Task. Output all of the records exactly as written.
*** Data shown Section Begins ***
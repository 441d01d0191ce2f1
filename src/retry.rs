// ===============================
// src/retry.rs (bounded retry for order submission)
// ===============================
use std::future::Future;
use tokio::time::{sleep, Duration};
use tracing::warn;

#[derive(Debug, Clone, Copy)]
pub struct RetryPolicy {
    /// Total attempts, first one included. Never below 1.
    pub attempts: u32,
    pub delay: Duration,
}

impl RetryPolicy {
    pub fn new(attempts: u32, delay: Duration) -> Self {
        Self { attempts: attempts.max(1), delay }
    }
}

/// Failure after the policy gave up: last error and how many attempts were made.
#[derive(Debug, Clone, PartialEq)]
pub struct Exhausted<E> {
    pub error: E,
    pub attempts: u32,
}

/// Runs `op` until it succeeds, `retryable` says stop, or attempts run out.
/// Fixed delay between attempts, no backoff: the next tick is the real retry.
pub async fn with_retry<T, E, F, Fut>(
    policy: RetryPolicy,
    what: &str,
    retryable: impl Fn(&E) -> bool,
    mut op: F,
) -> Result<T, Exhausted<E>>
where
    E: std::fmt::Display,
    F: FnMut() -> Fut,
    Fut: Future<Output = Result<T, E>>,
{
    let mut attempt = 0;
    loop {
        attempt += 1;
        match op().await {
            Ok(v) => return Ok(v),
            Err(e) => {
                if attempt >= policy.attempts || !retryable(&e) {
                    return Err(Exhausted { error: e, attempts: attempt });
                }
                warn!(%what, attempt, max = policy.attempts, error = %e, "attempt failed, retrying");
                sleep(policy.delay).await;
            }
        }
    }
}

#[cfg(test)]
mod tests {
    use super::*;
    use std::sync::atomic::{AtomicU32, Ordering};

    fn policy(n: u32) -> RetryPolicy { RetryPolicy::new(n, Duration::from_millis(1)) }

    #[tokio::test]
    async fn succeeds_after_transient_failures() {
        let calls = AtomicU32::new(0);
        let out: Result<u32, Exhausted<String>> = with_retry(policy(3), "t", |_| true, || {
            let n = calls.fetch_add(1, Ordering::SeqCst) + 1;
            async move { if n < 3 { Err(format!("fail {n}")) } else { Ok(n) } }
        })
        .await;
        assert_eq!(out.unwrap(), 3);
    }

    #[tokio::test]
    async fn gives_up_after_attempts() {
        let calls = AtomicU32::new(0);
        let out: Result<(), Exhausted<String>> = with_retry(policy(2), "t", |_| true, || {
            calls.fetch_add(1, Ordering::SeqCst);
            async { Err("nope".to_string()) }
        })
        .await;
        assert_eq!(out.unwrap_err().attempts, 2);
        assert_eq!(calls.load(Ordering::SeqCst), 2);
    }

    #[tokio::test]
    async fn non_retryable_stops_immediately() {
        let calls = AtomicU32::new(0);
        let out: Result<(), Exhausted<String>> = with_retry(policy(5), "t", |_| false, || {
            calls.fetch_add(1, Ordering::SeqCst);
            async { Err("fatal".to_string()) }
        })
        .await;
        assert_eq!(out.unwrap_err().attempts, 1);
        assert_eq!(calls.load(Ordering::SeqCst), 1);
    }

    #[test]
    fn zero_attempts_means_one() {
        assert_eq!(RetryPolicy::new(0, Duration::ZERO).attempts, 1);
    }
}
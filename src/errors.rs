// ===============================
// src/errors.rs
// ===============================
use rust_decimal::Decimal;
use thiserror::Error;

use crate::domain::PositionKey;

/// Per-key failures. None of these stop the loop.
#[derive(Debug, Clone, Error, PartialEq)]
pub enum ReconcileError {
    #[error("no size metadata for instrument {0}")]
    UnmappedInstrument(String),
    #[error("no live quote for {0}")]
    QuoteUnavailable(String),
    #[error("order rejected for {key} after {attempts} attempt(s): {reason}")]
    OrderRejected { key: PositionKey, attempts: u32, reason: String },
    #[error("close shortfall on {key}: requested {requested}, closed {closed}")]
    PartialCloseShortfall { key: PositionKey, requested: Decimal, closed: Decimal },
    #[error("snapshot fetch failed: {0}")]
    SnapshotFetchFailed(String),
    #[error("mirror venue unavailable for {key}: {reason}")]
    MirrorUnavailable { key: PositionKey, reason: String },
}

impl ReconcileError {
    /// Metric label.
    pub fn kind(&self) -> &'static str {
        match self {
            ReconcileError::UnmappedInstrument(_) => "unmapped_instrument",
            ReconcileError::QuoteUnavailable(_) => "quote_unavailable",
            ReconcileError::OrderRejected { .. } => "order_rejected",
            ReconcileError::PartialCloseShortfall { .. } => "close_shortfall",
            ReconcileError::SnapshotFetchFailed(_) => "snapshot_fetch_failed",
            ReconcileError::MirrorUnavailable { .. } => "mirror_unavailable",
        }
    }
}

#[derive(Debug, Clone, Error, PartialEq)]
pub enum VenueError {
    #[error("no quote for {0}")]
    QuoteUnavailable(String),
    #[error("rejected: {0}")]
    Rejected(String),
    #[error("transport: {0}")]
    Transport(String),
}

impl VenueError {
    /// A missing quote will not change within the tick; everything else may.
    pub fn is_retryable(&self) -> bool {
        !matches!(self, VenueError::QuoteUnavailable(_))
    }
}

#[derive(Debug, Error)]
pub enum SourceError {
    #[error("http: {0}")]
    Http(#[from] reqwest::Error),
    #[error("api status {status}: {body}")]
    Api { status: u16, body: String },
    #[error("decode: {0}")]
    Decode(String),
}

#[derive(Debug, Clone, Error, PartialEq)]
pub enum ConvertError {
    #[error("no size metadata for instrument {0}")]
    UnmappedInstrument(String),
}

impl From<ConvertError> for ReconcileError {
    fn from(e: ConvertError) -> Self {
        match e {
            ConvertError::UnmappedInstrument(i) => ReconcileError::UnmappedInstrument(i),
        }
    }
}

#[derive(Debug, Error)]
pub enum ConfigError {
    #[error("missing {0}")]
    Missing(&'static str),
    #[error("invalid {key}: {reason}")]
    Invalid { key: &'static str, reason: String },
    #[error("instruments file {path}: {reason}")]
    Instruments { path: String, reason: String },
}

#[derive(Debug, Error)]
pub enum NotifyError {
    #[error("webhook: {0}")]
    Webhook(#[from] reqwest::Error),
    #[error("webhook status {0}")]
    Status(u16),
}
*** Data shown Section Ends ***
Answer to the problem.
repository 441d01d0191ce2f1
filename src/retry.rs
// ===============================
// src/retry.rs (bounded retry for order submission)
// ===============================
use std::future::Future;
use tokio::time::{sleep, Duration};
use tracing::warn;

#[derive(Debug, Clone, Copy)]
pub struct RetryPolicy {
    /// Total attempts, first one included. Never below 1.
    pub attempts: u32,
    pub delay: Duration,
}

impl RetryPolicy {
    pub fn new(attempts: u32, delay: Duration) -> Self {
        Self { attempts: attempts.max(1), delay }
    }
}

/// Failure after the policy gave up: last error and how many attempts were made.
#[derive(Debug, Clone, PartialEq)]
pub struct Exhausted<E> {
    pub error: E,
    pub attempts: u32,
}

/// Runs `op` until it succeeds, `retryable` says stop, or attempts run out.
/// Fixed delay between attempts, no backoff: the next tick is the real retry.
pub async fn with_retry<T, E, F, Fut>(
    policy: RetryPolicy,
    what: &str,
    retryable: impl Fn(&E) -> bool,
    mut op: F,
) -> Result<T, Exhausted<E>>
where
    E: std::fmt::Display,
    F: FnMut() -> Fut,
    Fut: Future<Output = Result<T, E>>,
{
    let mut attempt = 0;
    loop {
        attempt += 1;
        match op().await {
            Ok(v) => return Ok(v),
            Err(e) => {
                if attempt >= policy.attempts || !retryable(&e) {
                    return Err(Exhausted { error: e, attempts: attempt });
                }
                warn!(%what, attempt, max = policy.attempts, error = %e, "attempt failed, retrying");
                sleep(policy.delay).await;
            }
        }
    }
}

#[cfg(test)]
mod tests {
    use super::*;
    use std::sync::atomic::{AtomicU32, Ordering};

    fn policy(n: u32) -> RetryPolicy { RetryPolicy::new(n, Duration::from_millis(1)) }

    #[tokio::test]
    async fn succeeds_after_transient_failures() {
        let calls = AtomicU32::new(0);
        let out: Result<u32, Exhausted<String>> = with_retry(policy(3), "t", |_| true, || {
            let n = calls.fetch_add(1, Ordering::SeqCst) + 1;
            async move { if n < 3 { Err(format!("fail {n}")) } else { Ok(n) } }
        })
        .await;
        assert_eq!(out.unwrap(), 3);
    }

    #[tokio::test]
    async fn gives_up_after_attempts() {
        let calls = AtomicU32::new(0);
        let out: Result<(), Exhausted<String>> = with_retry(policy(2), "t", |_| true, || {
            calls.fetch_add(1, Ordering::SeqCst);
            async { Err("nope".to_string()) }
        })
        .await;
        assert_eq!(out.unwrap_err().attempts, 2);
        assert_eq!(calls.load(Ordering::SeqCst), 2);
    }

    #[tokio::test]
    async fn non_retryable_stops_immediately() {
        let calls = AtomicU32::new(0);
        let out: Result<(), Exhausted<String>> = with_retry(policy(5), "t", |_| false, || {
            calls.fetch_add(1, Ordering::SeqCst);
            async { Err("fatal".to_string()) }
        })
        .await;
        assert_eq!(out.unwrap_err().attempts, 1);
        assert_eq!(calls.load(Ordering::SeqCst), 1);
    }

    #[test]
    fn zero_attempts_means_one() {
        assert_eq!(RetryPolicy::new(0, Duration::ZERO).attempts, 1);
    }
}
filename src/errors.rs
// ===============================
// src/errors.rs
// ===============================
use rust_decimal::Decimal;
use thiserror::Error;

use crate::domain::PositionKey;

/// Per-key failures. None of these stop the loop.
#[derive(Debug, Clone, Error, PartialEq)]
pub enum ReconcileError {
    #[error("no size metadata for instrument {0}")]
    UnmappedInstrument(String),
    #[error("no live quote for {0}")]
    QuoteUnavailable(String),
    #[error("order rejected for {key} after {attempts} attempt(s): {reason}")]
    OrderRejected { key: PositionKey, attempts: u32, reason: String },
    #[error("close shortfall on {key}: requested {requested}, closed {closed}")]
    PartialCloseShortfall { key: PositionKey, requested: Decimal, closed: Decimal },
    #[error("snapshot fetch failed: {0}")]
    SnapshotFetchFailed(String),
    #[error("mirror venue unavailable for {key}: {reason}")]
    MirrorUnavailable { key: PositionKey, reason: String },
}

impl ReconcileError {
    /// Metric label.
    pub fn kind(&self) -> &'static str {
        match self {
            ReconcileError::UnmappedInstrument(_) => "unmapped_instrument",
            ReconcileError::QuoteUnavailable(_) => "quote_unavailable",
            ReconcileError::OrderRejected { .. } => "order_rejected",
            ReconcileError::PartialCloseShortfall { .. } => "close_shortfall",
            ReconcileError::SnapshotFetchFailed(_) => "snapshot_fetch_failed",
            ReconcileError::MirrorUnavailable { .. } => "mirror_unavailable",
        }
    }
}

#[derive(Debug, Clone, Error, PartialEq)]
pub enum VenueError {
    #[error("no quote for {0}")]
    QuoteUnavailable(String),
    #[error("rejected: {0}")]
    Rejected(String),
    #[error("transport: {0}")]
    Transport(String),
}

impl VenueError {
    /// A missing quote will not change within the tick; everything else may.
    pub fn is_retryable(&self) -> bool {
        !matches!(self, VenueError::QuoteUnavailable(_))
    }
}

#[derive(Debug, Error)]
pub enum SourceError {
    #[error("http: {0}")]
    Http(#[from] reqwest::Error),
    #[error("api status {status}: {body}")]
    Api { status: u16, body: String },
    #[error("decode: {0}")]
    Decode(String),
}

#[derive(Debug, Clone, Error, PartialEq)]
pub enum ConvertError {
    #[error("no size metadata for instrument {0}")]
    UnmappedInstrument(String),
}

impl From<ConvertError> for ReconcileError {
    fn from(e: ConvertError) -> Self {
        match e {
            ConvertError::UnmappedInstrument(i) => ReconcileError::UnmappedInstrument(i),
        }
    }
}

#[derive(Debug, Error)]
pub enum ConfigError {
    #[error("missing {0}")]
    Missing(&'static str),
    #[error("invalid {key}: {reason}")]
    Invalid { key: &'static str, reason: String },
    #[error("instruments file {path}: {reason}")]
    Instruments { path: String, reason: String },
}

#[derive(Debug, Error)]
pub enum NotifyError {
    #[error("webhook: {0}")]
    Webhook(#[from] reqwest::Error),
    #[error("webhook status {0}")]
    Status(u16),
}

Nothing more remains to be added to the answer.